Geçen hafta Resmi Gazete’de çok önemli bir metin yayımlandı ama ne yazık ki memleketin yoğun gündeminde eğitime yine yer kalmadı. Öğretmen Strateji Belgesi’nden (ÖSB) bahsediyorum. 2023 yılına kadar uygulamaya konacak öğretmenlik mesleği ile ilgili değişim ve vizyon belgesi niteliğinde. Daha çok ilkesel düzeyde bir yakın gelecek planlaması öngörüldüğü için uygulama süreçlerine tam olarak dokunmamış olması normal.

Ama yakın gelecekte eğer bu vizyonun arkasında durulursa somut adımların atılması kaçınılmaz olacak. Öğretmen yetiştiren kurumlar, öğreticilerin istihdamı, öğretmenlerin formasyonu, çalışma hayatında hizmet içi donanım ve kazanımlar gibi pek çok konuda somut kararlar alınması gerekecektir.

Önceki yazılarımda da vurguladığım üzere bugün en can yakan konuların başında genç nesilleri öğretmen adaylığına sürükleyen fen ve edebiyat fakülteleri problemi ile artık kamu idaresi yüzleşmek zorundadır. Bir çalıştay sonucu ortaya çıkan bu belgenin de temel dayanağı artık balon haline gelmiş olan “atanamayan öğretmenler” meselesi. Bu konuda yaklaşık on yıldır kafa yoran ve bu talihsiz sonu da yıllardır haber veren biri olarak bu gelişmeye sevinmeli miyim bilmiyorum.

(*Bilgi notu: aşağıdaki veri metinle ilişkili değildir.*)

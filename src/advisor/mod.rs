//! Optional advisory enrichment
//!
//! An [`Advisor`] turns a text prompt into a text response. Responses are
//! commentary attached to the export; locator generation never depends on
//! them and an advisor failure never fails a run.

use crate::locator::LocatorCandidate;
use anyhow::{Context, Result};
use async_trait::async_trait;
use serde::{Deserialize, Serialize};
use serde_json::{json, Map, Value};
use std::process::Stdio;
use tokio::io::AsyncWriteExt;
use tokio::process::Command;

const HTML_SAMPLE_CHARS: usize = 2000;
const MAX_LOCATOR_LINES: usize = 50;
const CODE_FALLBACK_CHARS: usize = 1200;

#[async_trait]
pub trait Advisor: Send + Sync {
    async fn advise(&self, prompt: &str) -> Result<String>;
}

/// Runs a shell command, writes the prompt to its stdin and returns stdout.
#[derive(Debug, Clone)]
pub struct CommandAdvisor {
    command: String,
}

impl CommandAdvisor {
    pub fn new(command: impl Into<String>) -> Self {
        Self {
            command: command.into(),
        }
    }
}

#[async_trait]
impl Advisor for CommandAdvisor {
    async fn advise(&self, prompt: &str) -> Result<String> {
        let mut child = Command::new("sh")
            .arg("-c")
            .arg(&self.command)
            .stdin(Stdio::piped())
            .stdout(Stdio::piped())
            .stderr(Stdio::piped())
            .spawn()
            .with_context(|| format!("Failed to start advisor command: {}", self.command))?;

        // stdin is fed from its own task while stdout is drained.
        let writer = child.stdin.take().map(|mut stdin| {
            let prompt = prompt.to_string();
            tokio::spawn(async move { stdin.write_all(prompt.as_bytes()).await })
        });

        let output = child
            .wait_with_output()
            .await
            .context("Failed to wait for advisor command")?;

        if let Some(writer) = writer {
            match writer.await.context("Advisor stdin task panicked")? {
                Ok(()) => {}
                // The command exited without reading everything.
                Err(e) if e.kind() == std::io::ErrorKind::BrokenPipe => {
                    log::debug!("Advisor command closed stdin early");
                }
                Err(e) => return Err(e).context("Failed to write prompt to advisor"),
            }
        }

        if !output.status.success() {
            anyhow::bail!(
                "Advisor command failed: {}",
                String::from_utf8_lossy(&output.stderr).trim()
            );
        }
        Ok(String::from_utf8_lossy(&output.stdout).trim().to_string())
    }
}

/// Parsed advisor output attached to an export.
#[derive(Debug, Clone, Default, PartialEq, Serialize, Deserialize)]
pub struct AiEnrichment {
    pub analysis: Map<String, Value>,
    pub code: Map<String, Value>,
}

fn truncate_chars(text: &str, max: usize) -> String {
    text.chars().take(max).collect()
}

fn locator_summary(candidates: &[LocatorCandidate]) -> String {
    candidates
        .iter()
        .take(MAX_LOCATOR_LINES)
        .map(|c| format!("{} | {} | {}", c.custom_name, c.locator_type, c.locator_value))
        .collect::<Vec<_>>()
        .join("\n")
}

pub fn analysis_prompt(html: &str, candidates: &[LocatorCandidate]) -> String {
    format!(
        "Analyze the following page HTML and locator summary for test automation quality.

HTML (truncated):
{}

Locators:
{}

Return STRICT JSON with keys:
- page_type (string)
- element_quality_score (1-10)
- best_strategies (string[])
- potential_issues (string[])
- best_practices_compliance (1-10)
- maintenance_risk_score (1-10)
- overall_recommendations (string[])
",
        truncate_chars(html, HTML_SAMPLE_CHARS),
        locator_summary(candidates)
    )
}

pub fn code_prompt(candidates: &[LocatorCandidate]) -> String {
    format!(
        "Generate production-ready test automation code for these locators.

Provide JSON with keys 'selenium', 'playwright', 'cypress'.
Write idiomatic Page Object methods, waits, and clear names.

Locators:
{}
",
        locator_summary(candidates)
    )
}

/// A response that is a JSON object, as-is.
fn json_object(response: &str) -> Option<Map<String, Value>> {
    let trimmed = response.trim();
    if !(trimmed.starts_with('{') && trimmed.ends_with('}')) {
        return None;
    }
    match serde_json::from_str::<Value>(trimmed) {
        Ok(Value::Object(map)) => Some(map),
        _ => None,
    }
}

pub fn parse_analysis(response: &str) -> Map<String, Value> {
    json_object(response).unwrap_or_else(|| {
        let mut map = Map::new();
        map.insert(
            "overall_recommendations".to_string(),
            json!([response.trim()]),
        );
        map
    })
}

pub fn parse_code(response: &str) -> Map<String, Value> {
    json_object(response).unwrap_or_else(|| {
        let head = truncate_chars(response.trim(), CODE_FALLBACK_CHARS);
        ["selenium", "playwright", "cypress"]
            .iter()
            .map(|key| (key.to_string(), Value::String(head.clone())))
            .collect()
    })
}

/// Ask the advisor for an analysis and for sample code. Each part is empty
/// when its request fails.
pub async fn enrich(
    advisor: &dyn Advisor,
    html: &str,
    candidates: &[LocatorCandidate],
) -> AiEnrichment {
    let analysis = match advisor.advise(&analysis_prompt(html, candidates)).await {
        Ok(response) => parse_analysis(&response),
        Err(e) => {
            log::warn!("Advisor analysis failed: {:#}", e);
            Map::new()
        }
    };
    let code = match advisor.advise(&code_prompt(candidates)).await {
        Ok(response) => parse_code(&response),
        Err(e) => {
            log::warn!("Advisor code generation failed: {:#}", e);
            Map::new()
        }
    };
    AiEnrichment { analysis, code }
}

#[cfg(test)]
mod tests {
    use super::*;
    use crate::locator::generate_locators;
    use crate::utils::ScanConfig;
    use std::sync::Mutex;

    /// Replies with canned responses in order and records prompts.
    struct ScriptedAdvisor {
        replies: Mutex<Vec<Result<String>>>,
        prompts: Mutex<Vec<String>>,
    }

    impl ScriptedAdvisor {
        fn new(replies: Vec<Result<String>>) -> Self {
            Self {
                replies: Mutex::new(replies.into_iter().rev().collect()),
                prompts: Mutex::new(Vec::new()),
            }
        }
    }

    #[async_trait]
    impl Advisor for ScriptedAdvisor {
        async fn advise(&self, prompt: &str) -> Result<String> {
            self.prompts.lock().unwrap().push(prompt.to_string());
            self.replies
                .lock()
                .unwrap()
                .pop()
                .unwrap_or_else(|| Ok(String::new()))
        }
    }

    #[test]
    fn test_parse_analysis() {
        let map = parse_analysis(r#" {"page_type": "login", "element_quality_score": 7} "#);
        assert_eq!(map["page_type"], "login");
        let map = parse_analysis("Use more test ids.");
        assert_eq!(map["overall_recommendations"], json!(["Use more test ids."]));
        // Brace-wrapped but not JSON is treated as text.
        let map = parse_analysis("{not json}");
        assert_eq!(map["overall_recommendations"], json!(["{not json}"]));
    }

    #[test]
    fn test_parse_code_fallback_truncates() {
        let long = "x".repeat(1500);
        let map = parse_code(&long);
        assert_eq!(map.len(), 3);
        assert_eq!(map["cypress"].as_str().unwrap().len(), CODE_FALLBACK_CHARS);
    }

    #[test]
    fn test_prompts_are_bounded() {
        let html: String = (0..100).map(|i| format!("<button id=\"b{}\">B{}</button>", i, i)).collect();
        let generation = generate_locators(&html, &ScanConfig::default());
        assert!(generation.locators.len() > MAX_LOCATOR_LINES);

        let prompt = code_prompt(&generation.locators);
        let lines = prompt.lines().filter(|l| l.contains(" | ")).count();
        assert_eq!(lines, MAX_LOCATOR_LINES);

        let analysis = analysis_prompt(&html, &generation.locators);
        assert!(analysis.contains(&html[..HTML_SAMPLE_CHARS]));
        assert!(!analysis.contains(&html[..HTML_SAMPLE_CHARS + 1]));
    }

    #[tokio::test]
    async fn test_enrich_survives_errors() {
        let advisor = ScriptedAdvisor::new(vec![
            Ok(r#"{"page_type": "shop"}"#.to_string()),
            Err(anyhow::anyhow!("quota exceeded")),
        ]);
        let enrichment = enrich(&advisor, "<a>x</a>", &[]).await;
        assert_eq!(enrichment.analysis["page_type"], "shop");
        assert!(enrichment.code.is_empty());

        let prompts = advisor.prompts.lock().unwrap();
        assert_eq!(prompts.len(), 2);
        assert!(prompts[0].contains("<a>x</a>"));
        assert!(prompts[1].contains("'selenium', 'playwright', 'cypress'"));
    }

    #[tokio::test]
    async fn test_command_advisor_pipes_stdin() {
        let advisor = CommandAdvisor::new("tr a-z A-Z");
        assert_eq!(advisor.advise("hello").await.unwrap(), "HELLO");

        let failing = CommandAdvisor::new("exit 3");
        assert!(failing.advise("hello").await.is_err());
    }

    #[tokio::test]
    async fn test_command_advisor_echoes_large_prompt() {
        let prompt = "locator line\n".repeat(20_000);
        let advisor = CommandAdvisor::new("cat");
        let response = advisor.advise(&prompt).await.unwrap();
        assert_eq!(response, prompt.trim());
    }
}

Buzdağını görene kadar inanmıyoruz. Bugüne gelene kadar yapılması gerekenler yapılmadı ve şimdi alınacak kararlar daha can yakıcı olacak ama karar alınmazsa da yakın gelecekte çok sakıncalı sonuçlar ortaya çıkacaktır.

Eğitim fakültesi dekanları ile fen-edebiyat fakültesi dekanları arasında bilek güreşine dönen konunun ciddiyeti nitekim anlaşılmıştır. Bu da bir aşama. Zaten adını koymak gerekirse bu ÖSB meselesi kaçacak yer kalınmadığının kabulü anlamına gelir. Bir milyona dayanmış nitelikli işsiz. Başka bir mesleği icrası fevkalade zor ve bugüne kadar da öğretmen olabileceklerine inandırılmış on binler…

ÖSB’ne göre “KPSS’ye başvurmuş ancak öğretmen olarak atanamamış olan üniversite mezunlarının sayısı 2016 yılı itibarıyla toplam 438.134 kişidir. Bu mezunlar dışında YÖK’ün verilerine göre 2016 yılı itibarıyla öğretmen olabilmek amacıyla hâlihazırda yalnızca eğitim ve eğitim bilimleri fakültelerinde okuyanların sayısı 228.279’dur. Fen fakülteleri, edebiyat fakülteleri, fen edebiyat fakülteleri, insan ve toplum bilimleri fakülteleri ve ilahiyat fakültelerinde okuyan öğrenciler de dâhil edildiğinde öğretmen olmayı ümit eden 653.899 lisans öğrencisi olduğu görülmektedir.” Çığ büyüyüp gelmekte üzerimize. Bu sayıya her yıl yeni on binler eklenecektir.

Önceki yazılarımda bu sorunun kaynağını ve çözüm yollarını ayrı ayrı anlattım. Burada özetlemek gerekirse, yapılması gereken eğitim fakültelerini güçlendirmek ve daha sağlıklı süreçler üzerinden öğretmen yetiştirmek. Fen-edebiyat fakültesi ile ilgili özel bir planlama önerimi de merak eden bulabilir.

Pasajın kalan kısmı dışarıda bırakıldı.